1UOC di Pediatria e Neonatologia, Ospedale di Ravenna, AUSL della Romagna
2Scuola di Specializzazione in Pediatria, Università di Ferrara
Indirizzo per corrispondenza: firstname.lastname@example.org
Key words: IgA deficiency, Primary immunodeficiency, Immunoglobulins, Recurrent infections
IgA deficiency (D-IgA) in the paediatric population is often an occasional finding during tests performed for other reasons in children in whom an immunodeficiency disorder is not suspected. D-IgA is the most common primary immunodeficiency with a variable prevalence according to ethnicity, estimated on 1 case/600 in the Caucasian population. IgA should be dosed twice in a child > 4 years of age to confirm the deficiency, which is defined by the presence of serum IgA < 0.07 g/l. The other classes of immunoglobulins should always be dosed. Most patients with D-IgA will not require any treatment or follow-up (85% are asymptomatic), apart from screening for coeliac disease, which is 10 to 20 times more frequent in patients with D-IgA. In the case of a child with D-IgA with recurrent infections (mainly affecting the respiratory and, less commonly, the gastrointestinal tract), signs and symptoms of alarm must always be sought and valued for other types of primary immunodeficiency (especially the common variable immunodeficiency), which, although rarely, can be associated with D-IgA. Patients with D-IgA, in particular adolescents and adults, have a higher risk than the general population of developing autoimmune diseases.
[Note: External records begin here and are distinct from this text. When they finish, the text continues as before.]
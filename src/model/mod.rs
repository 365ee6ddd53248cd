// ドメインモデル
// エラー型と、コマンド処理全体で共有するデータ構造

pub mod error;
pub mod types;

// 公開API
pub use error::{CommandError, ExpressionWarning};
pub use types::*;
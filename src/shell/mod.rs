// 対話シェル
//
// 入力行を空白で分割してコマンドプロセッサに渡し、終了コマンドか
// 入力の終わりまで繰り返す

pub mod config;
pub mod repl;

// 公開API
pub use config::*;
pub use repl::*;
// Key mapping
//
// Translates crossterm key events into chat actions. Mapping is pure so the
// bindings can be tested without a terminal; what an action means depends on
// the focused pane and is decided in App::handle_action.

use crossterm::event::{KeyCode, KeyEvent, KeyEventKind, KeyModifiers};

#[derive(Debug, Clone, Copy, PartialEq, Eq)]
pub enum Action {
    Quit,
    /// Enter: send in the composer, pick in a list
    Confirm,
    InsertNewline,
    Insert(char),
    Backspace,
    Delete,
    Left,
    Right,
    Up,
    Down,
    Home,
    End,
    PageUp,
    PageDown,
    FocusNext,
    FocusPrev,
    NewConversation,
    Retry,
    ToggleSidebar,
    Escape,
}

/// Map a key event to an action; `None` for releases and unbound keys
pub fn map_key(key: KeyEvent) -> Option<Action> {
    if key.kind == KeyEventKind::Release {
        return None;
    }

    let ctrl = key.modifiers.contains(KeyModifiers::CONTROL);
    let shift = key.modifiers.contains(KeyModifiers::SHIFT);
    let alt = key.modifiers.contains(KeyModifiers::ALT);

    let action = match key.code {
        // Shift+Enter needs the kitty keyboard protocol; Alt+Enter and
        // Ctrl+J work everywhere else
        KeyCode::Enter if shift || alt => Action::InsertNewline,
        KeyCode::Enter => Action::Confirm,
        KeyCode::Char('j') if ctrl => Action::InsertNewline,

        KeyCode::Char('c') | KeyCode::Char('q') if ctrl => Action::Quit,
        KeyCode::Char('n') if ctrl => Action::NewConversation,
        KeyCode::Char('r') if ctrl => Action::Retry,
        KeyCode::Char('b') if ctrl => Action::ToggleSidebar,
        KeyCode::Char(_) if ctrl => return None,
        KeyCode::Char(c) => Action::Insert(c),

        KeyCode::Tab if shift => Action::FocusPrev,
        KeyCode::Tab => Action::FocusNext,
        KeyCode::BackTab => Action::FocusPrev,
        KeyCode::Esc => Action::Escape,

        KeyCode::Backspace => Action::Backspace,
        KeyCode::Delete => Action::Delete,
        KeyCode::Left => Action::Left,
        KeyCode::Right => Action::Right,
        KeyCode::Up => Action::Up,
        KeyCode::Down => Action::Down,
        KeyCode::Home => Action::Home,
        KeyCode::End => Action::End,
        KeyCode::PageUp => Action::PageUp,
        KeyCode::PageDown => Action::PageDown,
        _ => return None,
    };

    Some(action)
}

#[cfg(test)]
mod tests {
    use super::*;

    fn key(code: KeyCode, modifiers: KeyModifiers) -> KeyEvent {
        KeyEvent::new(code, modifiers)
    }

    #[test]
    fn test_enter_submits_and_shift_enter_breaks_line() {
        let typed: Vec<Action> = "Quais coberturas tenho?"
            .chars()
            .filter_map(|c| map_key(key(KeyCode::Char(c), KeyModifiers::NONE)))
            .collect();
        assert_eq!(typed.len(), 23);
        assert_eq!(typed[0], Action::Insert('Q'));

        assert_eq!(
            map_key(key(KeyCode::Enter, KeyModifiers::NONE)),
            Some(Action::Confirm)
        );
        assert_eq!(
            map_key(key(KeyCode::Enter, KeyModifiers::SHIFT)),
            Some(Action::InsertNewline)
        );
        assert_eq!(
            map_key(key(KeyCode::Enter, KeyModifiers::ALT)),
            Some(Action::InsertNewline)
        );
        assert_eq!(
            map_key(key(KeyCode::Char('j'), KeyModifiers::CONTROL)),
            Some(Action::InsertNewline)
        );
    }

    #[test]
    fn test_control_shortcuts() {
        let ctrl = |c| map_key(key(KeyCode::Char(c), KeyModifiers::CONTROL));
        assert_eq!(ctrl('c'), Some(Action::Quit));
        assert_eq!(ctrl('q'), Some(Action::Quit));
        assert_eq!(ctrl('n'), Some(Action::NewConversation));
        assert_eq!(ctrl('r'), Some(Action::Retry));
        assert_eq!(ctrl('b'), Some(Action::ToggleSidebar));
        assert_eq!(ctrl('x'), None);
    }

    #[test]
    fn test_focus_cycling_keys() {
        assert_eq!(
            map_key(key(KeyCode::Tab, KeyModifiers::NONE)),
            Some(Action::FocusNext)
        );
        assert_eq!(
            map_key(key(KeyCode::BackTab, KeyModifiers::SHIFT)),
            Some(Action::FocusPrev)
        );
    }

    #[test]
    fn test_release_is_ignored() {
        let mut release = key(KeyCode::Enter, KeyModifiers::NONE);
        release.kind = KeyEventKind::Release;
        assert_eq!(map_key(release), None);
    }
}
The family should be informed of this possible occurrence, but specific laboratory evaluations are not necessary. Four clinical cases are presented: an occasional finding of D-IgA in a healthy child, the association with coeliac disease, the association with juvenile idiopathic arthritis, and IgA deficiency in a patient with an immunodeficiency disorder (ataxia-telangectasia).